▶ **Exercise brief**: Wherever a line below holds the word "super", copy that line.

*** Data extract ***

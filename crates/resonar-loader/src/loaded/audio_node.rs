//! Audio nodes gated by a group-value condition.

use std::sync::Arc;

use parking_lot::Mutex;
use resonar_core::alloc::HashSet;
use resonar_cooked::{AudioNodeCookedData, GroupValueCookedData, GroupValueCookedDataSet};

use super::descriptor::LeafSet;
use super::node::{LeafIds, LoadedLeaves};
use crate::promise::Promise;

#[derive(Debug, Default)]
pub(crate) struct AudioNodeState {
    /// Condition members whose group value currently has holders.
    pub(crate) loaded_group_values: HashSet<GroupValueCookedData>,
    /// The owning node is loaded or loading.
    pub(crate) attached: bool,
    /// A reconcile task owns this branch.
    pub(crate) processing: bool,
    pub(crate) resident: Option<LoadedLeaves>,
    /// Fulfilled when the branch next stops processing.
    pub(crate) idle_waiters: Vec<Promise<()>>,
}

/// One branch of an event or dialogue event.
///
/// The branch's leaves are resident exactly while its owner is attached and
/// every group value in `condition` has at least one holder. The loader's
/// reconcile task converges `resident` on that target whenever either side
/// changes, so load order between the owner and the group values does not
/// matter.
#[derive(Debug)]
pub(crate) struct LoadedAudioNode {
    pub(crate) condition: GroupValueCookedDataSet,
    pub(crate) audio_node: AudioNodeCookedData,
    pub(crate) leaves: LeafSet,
    pub(crate) state: Mutex<AudioNodeState>,
}

impl LoadedAudioNode {
    pub(crate) fn new(
        condition: GroupValueCookedDataSet,
        audio_node: AudioNodeCookedData,
    ) -> Arc<Self> {
        Arc::new(Self {
            leaves: LeafSet::of_audio_node(&audio_node),
            condition,
            audio_node,
            state: Mutex::new(AudioNodeState::default()),
        })
    }

    pub(crate) fn have_all_keys(&self, state: &AudioNodeState) -> bool {
        let loaded = state.loaded_group_values.len();
        let required = self.condition.len();
        if loaded > required {
            tracing::error!(
                "{}: {} group values loaded for a condition of {}",
                self.audio_node.debug_string(),
                loaded,
                required
            );
            return true;
        }
        loaded == required
    }

    /// Whether the leaves should be resident right now.
    pub(crate) fn wanted(&self, state: &AudioNodeState) -> bool {
        state.attached && self.have_all_keys(state)
    }

    /// Leaves refused while resident.
    pub(crate) fn failed(&self) -> usize {
        self.state
            .lock()
            .resident
            .as_ref()
            .map_or(0, |leaves| leaves.failed)
    }

    pub(crate) fn collect_ids(&self, ids: &mut LeafIds) {
        if let Some(leaves) = &self.state.lock().resident {
            leaves.collect_ids(ids);
        }
    }
}
//! Node state machine.

/// Lifecycle of a loaded node.
///
/// `Unloaded -> Loading -> Loaded -> Unloading -> Unloaded`. A node that is
/// unloading has to reach `Unloaded` before it can load again.
#[derive(Debug, Clone, Copy, PartialEq, Eq, Default)]
pub enum NodeState {
    /// Created, or fully torn down.
    #[default]
    Unloaded,

    /// Dependencies are being acquired.
    Loading,

    /// Every dependency has completed, successfully or not.
    Loaded,

    /// Dependencies are being released.
    Unloading,
}

impl NodeState {
    pub fn is_unloaded(&self) -> bool {
        matches!(self, NodeState::Unloaded)
    }

    pub fn is_loading(&self) -> bool {
        matches!(self, NodeState::Loading)
    }

    pub fn is_loaded(&self) -> bool {
        matches!(self, NodeState::Loaded)
    }

    pub fn is_unloading(&self) -> bool {
        matches!(self, NodeState::Unloading)
    }

    /// Returns true if a load or unload is in flight.
    pub fn is_processing(&self) -> bool {
        self.is_loading() || self.is_unloading()
    }

    /// The only state `self` may move to.
    pub fn next(&self) -> NodeState {
        match self {
            NodeState::Unloaded => NodeState::Loading,
            NodeState::Loading => NodeState::Loaded,
            NodeState::Loaded => NodeState::Unloading,
            NodeState::Unloading => NodeState::Unloaded,
        }
    }

    /// Move to `to` if that is the legal next state.
    pub fn advance(&mut self, to: NodeState) -> bool {
        if self.next() == to {
            *self = to;
            true
        } else {
            false
        }
    }
}

#[cfg(test)]
mod tests {
    use super::*;

    #[test]
    fn test_full_cycle() {
        let mut state = NodeState::default();
        for to in [
            NodeState::Loading,
            NodeState::Loaded,
            NodeState::Unloading,
            NodeState::Unloaded,
            NodeState::Loading,
        ] {
            assert!(state.advance(to));
        }
        assert!(state.is_processing());
    }

    #[test]
    fn test_no_shortcut_from_unloading() {
        let mut state = NodeState::Unloading;
        assert!(!state.advance(NodeState::Loading));
        assert!(!state.advance(NodeState::Loaded));
        assert_eq!(state, NodeState::Unloading);
    }
}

*** End of Data extract ***

▶ **Problem solution**:
use super::descriptor::LeafSet;
use super::node::{LeafIds, LoadedLeaves};
    use super::*;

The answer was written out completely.